Theresa May now has to introduce a Bill to trigger Brexit, and a short Bill along these lines has already been prepared, after the High Court verdict last November. With Corbyn's support, this can be railroaded through the Commons. However, this is not the case with the House of Lords.

There therefore remains a tiny risk of the Lords rejecting such a Bill on the not-unreasonable grounds that May does not have a mandate for the hard Brexit she is pursuing. In such a case some Tories might consider 'the peers against the people' a possible election option.

It is, however, unlikely that the Lords would give May such an opportunity. They are much more likely to go for various amendments which limit the type of Brexit she can go for, rather than blocking it completely.

This would deny May precisely the wriggle-room she has been so determined to retain. Indeed, the whole point of the public money spent on fighting the Miller case was to avoid such limitations or the running commentary on the British negotiating position that they necessitate. The object has been to avoid disrupting the fragile unity of the Conservatives by revealing what Brexit in practice means until it can be presented as a fait accompli.

The 'clean Brexit' May advocated last Tuesday had the same objective. When May spoke then of unity it was of her party, rather than the country she meant. The attraction of such a 'clean Brexit' was the avoidance of the potentially divisive (within the Tories) compromises that might come out in the negotiations with the EU. As May, unlike many of her party, is surely aware that the EU holds most of the cards in such a negotiation, going for a 'clean Brexit' and pre-emptively blaming the EU for anything which goes wrong had lots of political attractions for her.

She may now find it much harder to deliver this if the Lords pass amendments to a Brexit Bill limiting her room for manoeuvre. They would quite within their rights to do so. Neither the 2015 general election, when the Tories were explicitly committed to staying in the Single Market, nor the referendum, which was silent on the subject, gives a mandate for the 'clean Brexit' May has copied from the wonks at Policy Exchange.

However, it is doubtful that the Lords will go for anything which might create the grounds for a 'peers against the people' election. They might just go for technical amendments unlikely to resonate much with the public in any potential election. Or they might seek to write the Single Market and remaining in the Customs Union into any Brexit.

Given that such outcomes are incompatible with the restrictions on freedom of movement May regards as the central objective of Brexit, were this to happen she would then have two options. The first would be to vote down the amendments in the Commons, eventually using the Parliament Act procedure in the unlikely event that the Lords refused to back down. The second would be to ask the Commons for a vote to trigger an early election, a vote Corbyn has made clear he will support.

Tories seduced by the large poll leads they continue to enjoy, might well advocate the latter course. But the Tories have been doing badly in actual by-elections, as opposed to the polls, since the referendum. Their poll lead, indeed, seems to be a consequence of Corbyn's unpopularity, rather than because of the appeal of May's Tories.
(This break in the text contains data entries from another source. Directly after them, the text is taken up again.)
//! Onboarding: pick a class, pick teachers, register the device.
//!
//! [`OnboardingState`] holds the transitions, which are plain synchronous methods.
//! [`OnboardingFlow`] owns a state plus the services and performs the remote calls
//! around those transitions.

use notifier_common::models::{ClassRef, DeviceRegistration, TeacherPreferences};
use notifier_common::{Language, NotifierError};
use tracing::{debug, info, warn};

use crate::context::AppContext;
use crate::load::Load;
use crate::picker::TeacherPicker;

#[derive(Debug, Clone, Copy, PartialEq, Eq)]
pub enum OnboardingStep {
    SelectClass,
    SelectTeachers,
    Complete,
}

impl OnboardingStep {
    pub const ALL: [OnboardingStep; 3] = [
        OnboardingStep::SelectClass,
        OnboardingStep::SelectTeachers,
        OnboardingStep::Complete,
    ];

    fn index(self) -> usize {
        match self {
            OnboardingStep::SelectClass => 0,
            OnboardingStep::SelectTeachers => 1,
            OnboardingStep::Complete => 2,
        }
    }
}

/// Progress indicator state of a single step.
#[derive(Debug, Clone, Copy, PartialEq, Eq)]
pub enum StepStatus {
    Pending,
    Active,
    Completed,
}

#[derive(Debug, Clone, PartialEq)]
pub struct OnboardingState {
    pub step: OnboardingStep,
    pub classes: Load<Vec<ClassRef>>,
    pub selected_class: Option<ClassRef>,
    pub picker: TeacherPicker,
    /// A registration round-trip is in flight.
    pub submitting: bool,
    /// Finishing was attempted without a device token.
    pub permission_alert: bool,
    /// Error of the last registration attempt.
    pub error: Option<String>,
}

impl Default for OnboardingState {
    fn default() -> Self {
        Self {
            step: OnboardingStep::SelectClass,
            classes: Load::Idle,
            selected_class: None,
            picker: TeacherPicker::default(),
            submitting: false,
            permission_alert: false,
            error: None,
        }
    }
}

impl OnboardingState {
    /// Chooses the class with `id`. Unknown or empty ids clear the selection.
    ///
    /// Switching to a different class drops teacher picks made for the old one.
    pub fn select_class(&mut self, id: &str) {
        if self.step != OnboardingStep::SelectClass {
            return;
        }
        let id = id.trim();
        let found = self
            .classes
            .ready()
            .and_then(|classes| classes.iter().find(|c| !id.is_empty() && c.id == id))
            .cloned();

        let changed = match (&self.selected_class, &found) {
            (Some(old), Some(new)) => old.id != new.id,
            _ => true,
        };
        if changed {
            self.picker = TeacherPicker::default();
        }
        self.selected_class = found;
    }

    pub fn can_advance(&self) -> bool {
        self.step == OnboardingStep::SelectClass && self.selected_class.is_some()
    }

    /// Moves to teacher selection. Returns `false` when advancing is not allowed.
    pub fn advance(&mut self) -> bool {
        if !self.can_advance() {
            return false;
        }
        self.step = OnboardingStep::SelectTeachers;
        self.picker.subjects = Load::Loading;
        self.permission_alert = false;
        self.error = None;
        true
    }

    /// Returns to class selection, keeping the teacher picks.
    pub fn back(&mut self) -> bool {
        if self.step != OnboardingStep::SelectTeachers || self.submitting {
            return false;
        }
        self.step = OnboardingStep::SelectClass;
        self.permission_alert = false;
        self.error = None;
        true
    }

    pub fn select_teacher(&mut self, subject: &str, teacher: Option<&str>) -> bool {
        if self.step != OnboardingStep::SelectTeachers || self.submitting {
            return false;
        }
        self.picker.select(subject, teacher)
    }

    pub fn can_finish(&self) -> bool {
        self.step == OnboardingStep::SelectTeachers
            && !self.submitting
            && self.selected_class.is_some()
    }

    pub fn begin_submit(&mut self) -> bool {
        if !self.can_finish() {
            return false;
        }
        self.submitting = true;
        self.permission_alert = false;
        self.error = None;
        true
    }

    pub fn permission_missing(&mut self) {
        self.submitting = false;
        self.permission_alert = true;
    }

    pub fn submit_failed(&mut self, error: String) {
        self.submitting = false;
        self.error = Some(error);
    }

    pub fn complete(&mut self) {
        self.submitting = false;
        self.step = OnboardingStep::Complete;
    }

    /// Status of each of the three steps, in order.
    pub fn progress(&self) -> [StepStatus; 3] {
        let current = self.step.index();
        OnboardingStep::ALL.map(|step| match step.index() {
            i if i < current => StepStatus::Completed,
            i if i == current => StepStatus::Active,
            _ => StepStatus::Pending,
        })
    }
}

/// Called once, after the completion screen has been shown for the configured delay.
pub type CompletionCallback = Box<dyn FnOnce() + Send>;

pub struct OnboardingFlow {
    ctx: AppContext,
    language: Language,
    state: OnboardingState,
    on_complete: Option<CompletionCallback>,
}

impl OnboardingFlow {
    pub fn new<F>(ctx: AppContext, language: Language, on_complete: F) -> Self
    where
        F: FnOnce() + Send + 'static,
    {
        Self {
            ctx,
            language,
            state: OnboardingState::default(),
            on_complete: Some(Box::new(on_complete)),
        }
    }

    pub fn state(&self) -> &OnboardingState {
        &self.state
    }

    pub async fn load(&mut self) {
        self.load_classes().await;
    }

    async fn load_classes(&mut self) {
        self.state.classes = Load::Loading;
        let result = self.ctx.schedule.get_classes().await;
        if let Err(err) = &result {
            warn!("loading classes failed: {}", err);
        }
        self.state.classes = result.into();
    }

    async fn load_schedule(&mut self) {
        let Some(class) = self.state.selected_class.clone() else {
            return;
        };
        self.state.picker.subjects = Load::Loading;
        let result = self.ctx.schedule.get_schedule(&class.id).await;
        if let Err(err) = &result {
            warn!(class_id = %class.id, "loading schedule failed: {}", err);
        }
        self.state.picker.subjects = result.into();
    }

    /// Repeats whichever load failed on the current step.
    pub async fn retry(&mut self) {
        match self.state.step {
            OnboardingStep::SelectClass if self.state.classes.is_failed() => self.load_classes().await,
            OnboardingStep::SelectTeachers if self.state.picker.subjects.is_failed() => {
                self.load_schedule().await
            }
            _ => debug!("nothing to retry"),
        }
    }

    pub fn select_class(&mut self, id: &str) {
        self.state.select_class(id);
    }

    pub async fn next(&mut self) {
        if self.state.advance() {
            self.load_schedule().await;
        }
    }

    pub fn back(&mut self) {
        self.state.back();
    }

    pub fn select_teacher(&mut self, subject: &str, teacher: Option<&str>) -> bool {
        self.state.select_teacher(subject, teacher)
    }

    /// Runs the registration round-trip.
    ///
    /// Only a successful `POST /register` persists anything; every failure keeps the
    /// user on the teacher step with their selections intact.
    pub async fn finish(&mut self) {
        if !self.state.begin_submit() {
            return;
        }
        let Some(class) = self.state.selected_class.clone() else {
            return;
        };

        let token = match self.ctx.push.get_stored_token() {
            Some(token) => Some(token),
            None => self.ctx.push.request_permission().await,
        };
        let Some(device_token) = token else {
            info!("finishing onboarding needs notification permission");
            self.state.permission_missing();
            return;
        };

        let registration = DeviceRegistration {
            device_token,
            class,
            language: self.language,
            preferences: self.state.picker.selections.clone(),
        };

        match self.ctx.schedule.register(&registration).await {
            Ok(true) => {}
            Ok(false) => {
                warn!(class_id = %registration.class.id, "registration rejected");
                self.state
                    .submit_failed(NotifierError::Rejected("register".into()).to_string());
                return;
            }
            Err(err) => {
                warn!(class_id = %registration.class.id, "registration failed: {}", err);
                self.state.submit_failed(err.to_string());
                return;
            }
        }

        if let Err(err) = self.persist(&registration.class, &registration.preferences) {
            warn!("could not persist registration: {}", err);
            self.state.submit_failed(err.to_string());
            return;
        }

        info!(class_id = %registration.class.id, "onboarding complete");
        self.state.complete();
        self.schedule_completion();
    }

    fn persist(&self, class: &ClassRef, preferences: &TeacherPreferences) -> Result<(), NotifierError> {
        self.ctx.store.save_language(self.language)?;
        self.ctx.store.save_registration(class, preferences)
    }

    fn schedule_completion(&mut self) {
        let Some(callback) = self.on_complete.take() else {
            return;
        };
        let delay = self.ctx.completion_delay;
        tokio::spawn(async move {
            tokio::time::sleep(delay).await;
            callback();
        });
    }
}
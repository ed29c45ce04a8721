// --- File: crates/services/notifier_client/src/app_state.rs ---
use std::sync::Arc;
use std::time::Duration;

use notifier_common::services::ServiceFactory;
use notifier_common::Language;
use notifier_config::AppConfig;
use notifier_firebase::PushRegistrationService;
use notifier_i18n::StringTable;
use notifier_store::PreferenceStore;
use notifier_ui::AppContext;
use tracing::warn;

/// Everything the host keeps for the lifetime of the process.
pub struct AppState {
    pub config: Arc<AppConfig>,
    pub context: AppContext,
}

impl AppState {
    pub fn new(config: Arc<AppConfig>, factory: &dyn ServiceFactory) -> Self {
        let default_language = Language::from_code(&config.ui.default_language).unwrap_or_else(|| {
            warn!(
                code = %config.ui.default_language,
                "unknown default language, using {}",
                Language::default()
            );
            Language::default()
        });

        let store = PreferenceStore::new(factory.key_value_store()).with_default_language(default_language);
        let push = PushRegistrationService::new(
            factory.push_platform(),
            store.clone(),
            config.firebase.clone(),
        );

        let context = AppContext {
            schedule: factory.schedule_service(),
            push: Arc::new(push),
            store,
            strings: StringTable::builtin(),
            completion_delay: Duration::from_millis(config.ui.completion_delay_ms),
        };

        Self { config, context }
    }
}
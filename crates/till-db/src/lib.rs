//! # till-db: Storage Layer for Till
//!
//! This crate persists the daily cash ledger and credit subledger to
//! SQLite with sqlx, and orchestrates the flows that span aggregates.
//!
//! ## Architecture Position
//! ```text
//! ┌─────────────────────────────────────────────────────────────────────────┐
//! │                          Till Data Flow                                 │
//! │                                                                         │
//! │  Dashboard action (close register, record sale, ...)                   │
//! │       │                                                                 │
//! │       ▼                                                                 │
//! │  ┌─────────────────────────────────────────────────────────────────┐   │
//! │  │                     till-db (THIS CRATE)                        │   │
//! │  │                                                                 │   │
//! │  │   ┌───────────────┐    ┌───────────────┐    ┌──────────────┐  │   │
//! │  │   │   Database    │    │  Repositories │    │  Migrations  │  │   │
//! │  │   │   (pool.rs)   │    │  session.rs   │    │  (embedded)  │  │   │
//! │  │   │               │    │  credit.rs    │    │              │  │   │
//! │  │   │ SqlitePool +  │◄───│  product.rs   │    │ 001_init.sql │  │   │
//! │  │   │ Clock + Ids + │    │  sales.rs     │    │ ...          │  │   │
//! │  │   │ EventSink     │    │               │    │              │  │   │
//! │  │   └───────────────┘    └───────────────┘    └──────────────┘  │   │
//! │  │                                                                 │   │
//! │  │   business rules come from till-core; this crate adds          │   │
//! │  │   transactions, versioning and event notification              │   │
//! │  └─────────────────────────────────────────────────────────────────┘   │
//! │       │                                                                 │
//! │       ▼                                                                 │
//! │  SQLite Database (WAL mode, foreign keys on)                           │
//! └─────────────────────────────────────────────────────────────────────────┘
//! ```
//!
//! ## Module Organization
//!
//! - [`pool`] - Connection pool creation and configuration
//! - [`migrations`] - Embedded database migrations
//! - [`error`] - Storage error types
//! - [`repository`] - Repository implementations per aggregate
//! - [`events`] - Ledger event stream for the presentation layer
//! - [`runtime`] - Clock and id-generation collaborators
//!
//! ## Usage
//!
//! ```rust,ignore
//! use till_core::money::Money;
//! use till_db::{Database, DbConfig};
//!
//! let db = Database::new(DbConfig::new("path/to/till.db")).await?;
//!
//! let today = db.today();
//! db.sessions().open(today, Money::from_cents(100_000)).await?;
//! // ... sales, movements ...
//! let count = db.sessions().close(today, Money::from_cents(130_000)).await?;
//! assert!(count.is_balanced());
//! ```

// =============================================================================
// Module Declarations
// =============================================================================

pub mod error;
pub mod events;
pub mod migrations;
pub mod pool;
pub mod repository;
pub mod runtime;

// =============================================================================
// Re-exports
// =============================================================================

pub use error::{StoreError, StoreResult};
pub use events::{LedgerEvent, MemorySink, NotificationSink, TracingSink};
pub use pool::{Database, DbConfig};
pub use runtime::{Clock, FixedClock, IdGenerator, SequenceIds, SystemClock, UuidIds};

// Repository re-exports for convenience
pub use repository::credit::{
    CreditLineDraft, CreditRepository, PaymentOutcome, RecordedCreditSale, SettlementPosting,
};
pub use repository::product::{NewProduct, ProductRepository};
pub use repository::sales::{CashSaleReceipt, SaleService};
pub use repository::session::{SessionRepository, SessionView};
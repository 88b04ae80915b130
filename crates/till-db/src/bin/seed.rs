//! # Seed Data Generator
//!
//! Populates a database with demo catalog data and a worked example day,
//! for poking at the dashboard during development.
//!
//! ## Usage
//! ```bash
//! # Seed the default database file
//! cargo run -p till-db --bin seed
//!
//! # Specify database path
//! cargo run -p till-db --bin seed -- --db ./data/till.db
//! ```
//!
//! ## What Gets Seeded
//! - A small grocery catalog (weight-, volume- and piece-priced products)
//! - Today's cash session, opened with a float
//! - A couple of cash sales and one manual expense
//! - One credit sale with a partial payment outstanding

use std::env;

use till_core::money::Money;
use till_core::types::{MovementKind, PaymentMethod};
use till_core::units::{Quantity, Unit};
use till_db::{CreditLineDraft, Database, DbConfig, NewProduct};

/// (name, price cents, cost cents, stock amount, unit)
const CATALOG: &[(&str, i64, i64, i64, Unit)] = &[
    ("Rice", 400, 250, 25, Unit::Kilogram),
    ("Sugar", 350, 200, 40, Unit::Kilogram),
    ("Flour", 280, 160, 30, Unit::Kilogram),
    ("Lentils", 520, 310, 15, Unit::Kilogram),
    ("Cooking Oil", 900, 620, 60, Unit::Liter),
    ("Milk", 380, 260, 48, Unit::Liter),
    ("Eggs", 45, 30, 360, Unit::Piece),
    ("Bread Loaf", 250, 140, 40, Unit::Piece),
    ("Tea Box", 600, 380, 25, Unit::Piece),
    ("Soap Bar", 180, 95, 80, Unit::Piece),
];

#[tokio::main]
async fn main() -> Result<(), Box<dyn std::error::Error>> {
    let args: Vec<String> = env::args().collect();

    let mut db_path = String::from("./till_dev.db");

    let mut i = 1;
    while i < args.len() {
        match args[i].as_str() {
            "--db" | "-d" => {
                if i + 1 < args.len() {
                    db_path = args[i + 1].clone();
                    i += 1;
                }
            }
            "--help" | "-h" => {
                println!("Till Seed Data Generator");
                println!();
                println!("Usage: seed [OPTIONS]");
                println!();
                println!("Options:");
                println!("  -d, --db <PATH>    Database file path (default: ./till_dev.db)");
                println!("  -h, --help         Show this help message");
                return Ok(());
            }
            _ => {}
        }
        i += 1;
    }

    println!("🌱 Till Seed Data Generator");
    println!("===========================");
    println!("Database: {}", db_path);
    println!();

    let db = Database::new(DbConfig::new(&db_path)).await?;

    println!("✓ Connected to database");
    println!("✓ Migrations applied");

    if db.products().count().await? > 0 {
        println!("⚠ Database already has products");
        println!("  Skipping seed to avoid duplicates.");
        println!("  Delete the database file to regenerate.");
        return Ok(());
    }

    // Catalog
    println!();
    println!("Seeding catalog...");
    let mut product_ids = Vec::new();
    for (name, price, cost, amount, unit) in CATALOG {
        let product = db
            .products()
            .insert(NewProduct {
                name: name.to_string(),
                price_cents: *price,
                cost_cents: *cost,
                initial_stock: Quantity::from_whole(*amount, *unit),
            })
            .await?;
        product_ids.push(product.id);
    }
    println!("  {} products", product_ids.len());

    // Today's session with some activity
    let today = db.today();
    println!();
    println!("Seeding session for {today}...");
    db.sessions().open(today, Money::from_cents(100_000)).await?;

    db.sales()
        .record_cash_sale(
            &product_ids[0],
            Quantity::new(2500, Unit::Kilogram),
            PaymentMethod::Cash,
        )
        .await?;
    db.sales()
        .record_cash_sale(
            &product_ids[6],
            Quantity::from_whole(12, Unit::Piece),
            PaymentMethod::Transfer,
        )
        .await?;
    db.sessions()
        .append_movement(
            today,
            MovementKind::Expense,
            PaymentMethod::Cash,
            Money::from_cents(2_000),
            Some("ice delivery"),
        )
        .await?;

    // An outstanding credit sale
    println!("Seeding credit sale...");
    let recorded = db
        .credit()
        .record_sale(
            "Ana Morales",
            &[CreditLineDraft {
                product_id: product_ids[4].clone(),
                quantity: Quantity::from_whole(2, Unit::Liter),
            }],
        )
        .await?;
    db.credit()
        .record_payment(&recorded.sale.id, Money::from_cents(500), PaymentMethod::Cash)
        .await?;

    let view = db.sessions().get(today).await?;
    println!();
    println!("✓ Seed complete!");
    println!("  Session movements: {}", view.movements.len());
    println!("  Session income:    {}", view.session.income());
    println!(
        "  Outstanding credit: {}",
        db.credit().customer_balance("Ana Morales").await?
    );

    Ok(())
}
In any case, May is likely to want to see what happens with the upcoming by-elections before she makes any such move. This is particularly the case with Copeland, which the Tories think they will win.

Labour retaining Copeland would suggest that a general election might be risky for May. If Labour are able to hold their seats then, with the Liberal Democrats recovering, May could find her majority shrinking not growing.

The bogey of an SNP/Labour coalition, which helped the Tories so much in 2015, also might not play so well in a snap election. Even if Brexit is the main issue in that election, habitually non-voting Brexit supporters may not turn out for a Tory government which is vulnerable to accusations of having mismanaged the NHS. Nor is there much appetite for a snap election in the Tory grassroots.

There would be even less appetite for it in Northern Ireland, where Assembly elections are already scheduled for 2 March. There is a possibility that, for the first time, Sinn Fein will emerge from these as the largest party, determined to make the Good Friday Agreement a sticking point for Brexit. If that happens, would May want another election in Northern Ireland when her DUP allies are already in disarray?

There is still a possibility that May could go for a snap election to give her the authority to drive a Brexit Bill through parliament. However, a contest between peers trying to define what Brexit means and May continuing to try to avoid defining it by going for a 'clean Brexit' instead seems the more likely scenario for British politics in the coming months.